Шесть месяцев практики приносят Рисалю 5000 песо — куда больше, чем все вспоможение, высланное ему семьей за пять лет пребывания в Европе. Впервые Рисаль выбивается из нужды.
Рисованием, ваянием, спортом и медицинской практикой Рисаль занимается с согласия родных — это ведь не общественная, не публицистическая деятельность, могущая навлечь гнев властей. Лучше сидеть тихо. Рисаль намеренно избегает писать друзьям по движению пропаганды: письма перлюстрируются, а он обещал семье не делать ничего такого, что может возбудить подозрение властей. Друзья в Мадриде, поняв нежелание Рисаля вступать в активную переписку, после нескольких писем, полных взаимных обвинений и упреков, тоже перестают писать.
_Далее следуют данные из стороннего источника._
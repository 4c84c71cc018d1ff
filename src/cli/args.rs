//! Defines the command-line arguments and subcommands for the Kaleido CLI.
//!
//! This module uses the `clap` crate with its "derive" feature to create a
//! declarative and type-safe argument parsing structure.

use std::path::PathBuf;

use clap::{ArgAction, Parser, Subcommand};

use crate::session::VariantOptions;

/// The main CLI argument structure.
#[derive(Debug, Parser)]
#[command(
    name = "kaleido",
    version,
    about = "Parse variant specifications into parametrized test variants."
)]
pub struct KaleidoArgs {
    /// Variant specification. Can be repeated.
    /// Format: <attr1>:<attr2>:...:<variant>[,<...>]. Colons and commas can be escaped with \.
    #[arg(long = "variant", value_name = "SPEC", global = true)]
    pub variants: Vec<String>,

    /// Setup string for variant discovery (e.g. directory, server location).
    /// Same syntax as --variant, but cannot be repeated.
    #[arg(long, value_name = "SPEC", global = true)]
    pub variant_setup: Option<String>,

    /// YAML file with default `variants` and `variant_setup` strings.
    #[arg(long, value_name = "PATH", global = true)]
    pub config: Option<PathBuf>,

    /// Print JSON instead of plain text.
    #[arg(long, global = true)]
    pub json: bool,

    /// Increase log verbosity (-v debug, -vv trace). RUST_LOG overrides this.
    #[arg(short, long, action = ArgAction::Count, global = true)]
    pub verbose: u8,

    #[command(subcommand)]
    pub command: ArgsCommand,
}

impl KaleidoArgs {
    /// The variant options given on the command line.
    pub fn options(&self) -> VariantOptions {
        VariantOptions {
            variants: self.variants.clone(),
            variant_setup: self.variant_setup.clone(),
        }
    }
}

/// An enumeration of all available CLI subcommands.
#[derive(Debug, Subcommand)]
pub enum ArgsCommand {
    /// List every variant by its parametrization id.
    List,
    /// List all distinct attributes.
    Attributes,
    /// Select variants carrying any of the given attributes.
    /// Without attributes, select the variants that have none.
    Select {
        #[arg(value_name = "ATTR")]
        attributes: Vec<String>,
    },
    /// Show the parsed setup string.
    Setup,
    /// Show the raw attribute lists before merging.
    Tokenize,
    /// Print the report header line.
    Header,
}

#[cfg(test)]
mod tests {
    use super::*;

    #[test]
    fn variant_flag_repeats() {
        let args = KaleidoArgs::try_parse_from([
            "kaleido",
            "--variant=a:1.0,1.1",
            "--variant",
            "b:1.0",
            "list",
        ])
        .unwrap();
        assert_eq!(args.variants, ["a:1.0,1.1", "b:1.0"]);
        assert!(matches!(args.command, ArgsCommand::List));
    }

    #[test]
    fn global_flags_after_subcommand() {
        let args = KaleidoArgs::try_parse_from([
            "kaleido",
            "select",
            "router",
            "switch",
            "--variant-setup",
            r"win:C\:\App",
            "--json",
            "-vv",
        ])
        .unwrap();
        assert_eq!(args.variant_setup.as_deref(), Some(r"win:C\:\App"));
        assert!(args.json);
        assert_eq!(args.verbose, 2);
        match args.command {
            ArgsCommand::Select { attributes } => assert_eq!(attributes, ["router", "switch"]),
            other => panic!("unexpected command: {other:?}"),
        }
    }

    #[test]
    fn options_carry_raw_strings() {
        let args =
            KaleidoArgs::try_parse_from(["kaleido", "--variant", "x:y", "header"]).unwrap();
        let options = args.options();
        assert_eq!(options.variants, ["x:y"]);
        assert_eq!(options.variant_setup, None);
    }

    #[test]
    fn subcommand_is_required() {
        assert!(KaleidoArgs::try_parse_from(["kaleido"]).is_err());
    }
}
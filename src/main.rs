fn main() {
    kaleido::cli::run();
}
Но человеку такого масштаба трудно уйти в забвение, даже если он сам к этому стремится. Смутное брожение в массах, вызванное «чудесными» исцелениями, уже настораживает власти. К тому же все Филиппины потрясены «Злокачественной опухолью», автор, оказывается, здесь и молчит? Затевает что-нибудь? Монашеские ордены убеждены в этом и требуют от генерал-губернатора принять меры против «флибустьера». Через три недели после приезда Рисаля в Каламбу генерал-губернатор Эмилио Терреро-и-Перинат призывает Рисаля во дворец.